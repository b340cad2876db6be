//! # SIP Date Header
//!
//! This module provides an implementation of the SIP Date header as defined in
//! [RFC 3261 Section 20.17](https://datatracker.ietf.org/doc/html/rfc3261#section-20.17).
//!
//! The Date header field contains the date and time when a message was originated.
//! The format used is identical to the HTTP Date header field format described in
//! [RFC 2616 Section 14.18](https://datatracker.ietf.org/doc/html/rfc2616#section-14.18),
//! which follows the Internet Message Format date and time specification
//! from [RFC 2822 Section 3.3](https://datatracker.ietf.org/doc/html/rfc2822#section-3.3).
//!
//! ## Format
//!
//! ```rust
//! use rvoip_sip_core::types::Date;
//! use chrono::{TimeZone, Utc};
//! 
//! // Create a date with a specific timestamp to see the format
//! let timestamp = Utc.with_ymd_and_hms(2023, 11, 15, 8, 12, 31).unwrap();
//! let date = Date::new(timestamp);
//! let formatted = date.to_string();
//! 
//! // Format is: "Day, DD Mon YYYY HH:MM:SS GMT"
//! // Example: "Wed, 15 Nov 2023 08:12:31 GMT"
//! assert!(formatted.contains("15 Nov 2023 08:12:31 GMT"));
//! ```
//!
//! ## Example
//!
//! ```rust
//! use rvoip_sip_core::types::Date;
//! use std::str::FromStr;
//! use chrono::{TimeZone, Utc, Datelike};
//!
//! // Create with the current timestamp
//! let now = Date::now();
//!
//! // Create with a specific timestamp
//! let timestamp = Utc.with_ymd_and_hms(2023, 11, 15, 8, 12, 31).unwrap();
//! let date = Date::new(timestamp);
//!
//! // Format as a string and verify the date parts
//! let formatted = date.to_string();
//! assert!(formatted.contains("15 Nov 2023 08:12:31"));
//!
//! // Parse from the formatted string
//! let parsed_date = Date::from_str(&formatted).unwrap();
//! assert_eq!(parsed_date.timestamp().date_naive().year(), 2023);
//! ```

use crate::error::{Result, Error};
use std::fmt;
use std::str::FromStr;
use chrono::{DateTime, FixedOffset, Utc, TimeZone, Datelike, Timelike};
use serde::{Serialize, Deserialize};
use crate::types::header::{Header, HeaderName, HeaderValue, TypedHeaderTrait};

/// Represents the Date header field (RFC 3261 Section 20.17).
///
/// The Date header field contains the date and time when a message was originated.
/// It uses the HTTP-date format from RFC 2616, which follows the RFC 2822 date and time
/// specification.
///
/// # Examples
///
/// ```rust
/// use rvoip_sip_core::types::Date;
/// use std::str::FromStr;
/// use chrono::{TimeZone, Utc, Datelike};
///
/// // Create with the current timestamp
/// let now = Date::now();
///
/// // Create with a specific timestamp
/// let timestamp = Utc.with_ymd_and_hms(2023, 11, 15, 8, 12, 31).unwrap();
/// let date = Date::new(timestamp);
///
/// // Format as a string and verify the date parts
/// let formatted = date.to_string();
/// assert!(formatted.contains("15 Nov 2023 08:12:31"));
///
/// // Parse from the formatted string
/// let parsed_date = Date::from_str(&formatted).unwrap();
/// assert_eq!(parsed_date.timestamp().date_naive().year(), 2023);
/// ```
#[derive(Debug, Clone, PartialEq, Eq, Serialize, Deserialize)]
pub struct Date {
    /// The timestamp value
    timestamp: DateTime<FixedOffset>,
}

impl Date {
    /// Creates a new Date header with the specified timestamp.
    ///
    /// # Parameters
    ///
    /// - `timestamp`: The timestamp to include in the Date header
    ///
    /// # Returns
    ///
    /// A new `Date` instance with the specified timestamp
    ///
    /// # Examples
    ///
    /// ```rust
    /// use rvoip_sip_core::types::Date;
    /// use chrono::{DateTime, TimeZone, Utc, Datelike};
    ///
    /// let timestamp = Utc.with_ymd_and_hms(2023, 11, 15, 8, 12, 31).unwrap();
    /// let date = Date::new(timestamp);
    /// assert_eq!(date.timestamp().date_naive().year(), 2023);
    /// ```
    pub fn new<Tz: TimeZone>(timestamp: DateTime<Tz>) -> Self
    where
        DateTime<Tz>: Into<DateTime<FixedOffset>>
    {
        Date {
            timestamp: timestamp.into(),
        }
    }

    /// Creates a new Date header with the current timestamp.
    ///
    /// # Returns
    ///
    /// A new `Date` instance with the current UTC timestamp
    ///
    /// # Examples
    ///
    /// ```rust
    /// use rvoip_sip_core::types::Date;
    /// use chrono::Utc;
    ///
    /// let date = Date::now();
    /// let now = Utc::now();
    ///
    /// // The timestamps should be very close (within seconds)
    /// let diff = (now.timestamp() - date.timestamp().timestamp()).abs();
    /// assert!(diff < 5, "Timestamps should be close");
    /// ```
    pub fn now() -> Self {
        Self::new(Utc::now())
    }

    /// Returns the timestamp value.
    ///
    /// # Returns
    ///
    /// The timestamp from this Date header
    ///
    /// # Examples
    ///
    /// ```rust
    /// use rvoip_sip_core::types::Date;
    /// use chrono::{TimeZone, Utc, Datelike};
    ///
    /// let timestamp = Utc.with_ymd_and_hms(2023, 11, 15, 8, 12, 31).unwrap();
    /// let date = Date::new(timestamp);
    /// 
    /// let ts = date.timestamp();
    /// assert_eq!(ts.date_naive().year(), 2023);
    /// assert_eq!(ts.date_naive().month(), 11);
    /// assert_eq!(ts.date_naive().day(), 15);
    /// ```
    pub fn timestamp(&self) -> &DateTime<FixedOffset> {
        &self.timestamp
    }
}

impl fmt::Display for Date {
    fn fmt(&self, f: &mut fmt::Formatter<'_>) -> fmt::Result {
        // Format according to RFC 2822 date format as required by RFC 3261
        // Example: "Tue, 15 Nov 2023 08:12:31 GMT"
        write!(f, "{}", self.timestamp.format("%a, %d %b %Y %H:%M:%S GMT"))
    }
}

impl FromStr for Date {
    type Err = Error;

    fn from_str(s: &str) -> Result<Self> {
        // Handle the case of just the header value without the name
        let value_str = if s.contains(':') && s.split(':').count() > 2 {
            // Strip the "Date:" prefix, being careful not to split on the time part (which contains colons)
            let parts: Vec<&str> = s.splitn(2, ':').collect();
            if parts.len() != 2 {
                return Err(Error::ParseError("Invalid Date header format".to_string()));
            }
            
            let header_name = parts[0].trim();
            if header_name.eq_ignore_ascii_case("date") {
                // This looks like a Date header, so parse just the value part
                parts[1].trim()
            } else {
                // Not a Date header, try to parse the whole string
                s.trim()
            }
        } else {
            // No header name, parse the whole string
            s.trim()
        };
        
        // Try different date format variations
        // RFC 2822 format: "Tue, 15 Nov 2023 08:12:31 GMT"
        let timestamp = chrono::DateTime::parse_from_rfc2822(value_str)
            .or_else(|_| chrono::DateTime::parse_from_str(value_str, "%a, %d %b %Y %H:%M:%S GMT"))
            .or_else(|_| chrono::DateTime::parse_from_str(value_str, "%a, %d %b %Y %H:%M:%S %z"))
            .map_err(|e| Error::ParseError(format!("Invalid date format: {}", e)))?;
            
        Ok(Date { timestamp })
    }
}

// Implement TypedHeaderTrait for Date
impl TypedHeaderTrait for Date {
    type Name = HeaderName;

    fn header_name() -> Self::Name {
        HeaderName::Date
    }

    fn to_header(&self) -> Header {
        Header::new(Self::header_name(), HeaderValue::Raw(self.to_string().into_bytes()))
    }

    fn from_header(header: &Header) -> Result<Self> {
        if header.name != Self::header_name() {
            return Err(Error::InvalidHeader(
                format!("Expected {} header, got {}", Self::header_name(), header.name)
            ));
        }

        match &header.value {
            HeaderValue::Raw(bytes) => {
                if let Ok(s) = std::str::from_utf8(bytes) {
                    Date::from_str(s.trim())
                } else {
                    Err(Error::InvalidHeader(
                        format!("Invalid UTF-8 in {} header", Self::header_name())
                    ))
                }
            },
            HeaderValue::Date(bytes) => {
                // Try to convert the raw bytes to a string and parse it
                if let Ok(s) = std::str::from_utf8(bytes) {
                    Date::from_str(s.trim())
                } else {
                    Err(Error::InvalidHeader(
                        format!("Invalid UTF-8 in {} header", Self::header_name())
                    ))
                }
            },
            _ => Err(Error::InvalidHeader(
                format!("Unexpected header value type for {}", Self::header_name())
            )),
        }
    }
}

### [Exercise instructions]
Copy every line of the listing that contains the word "close".

### [Task result]
    /// // The timestamps should be very close (within seconds)
    /// assert!(diff < 5, "Timestamps should be close");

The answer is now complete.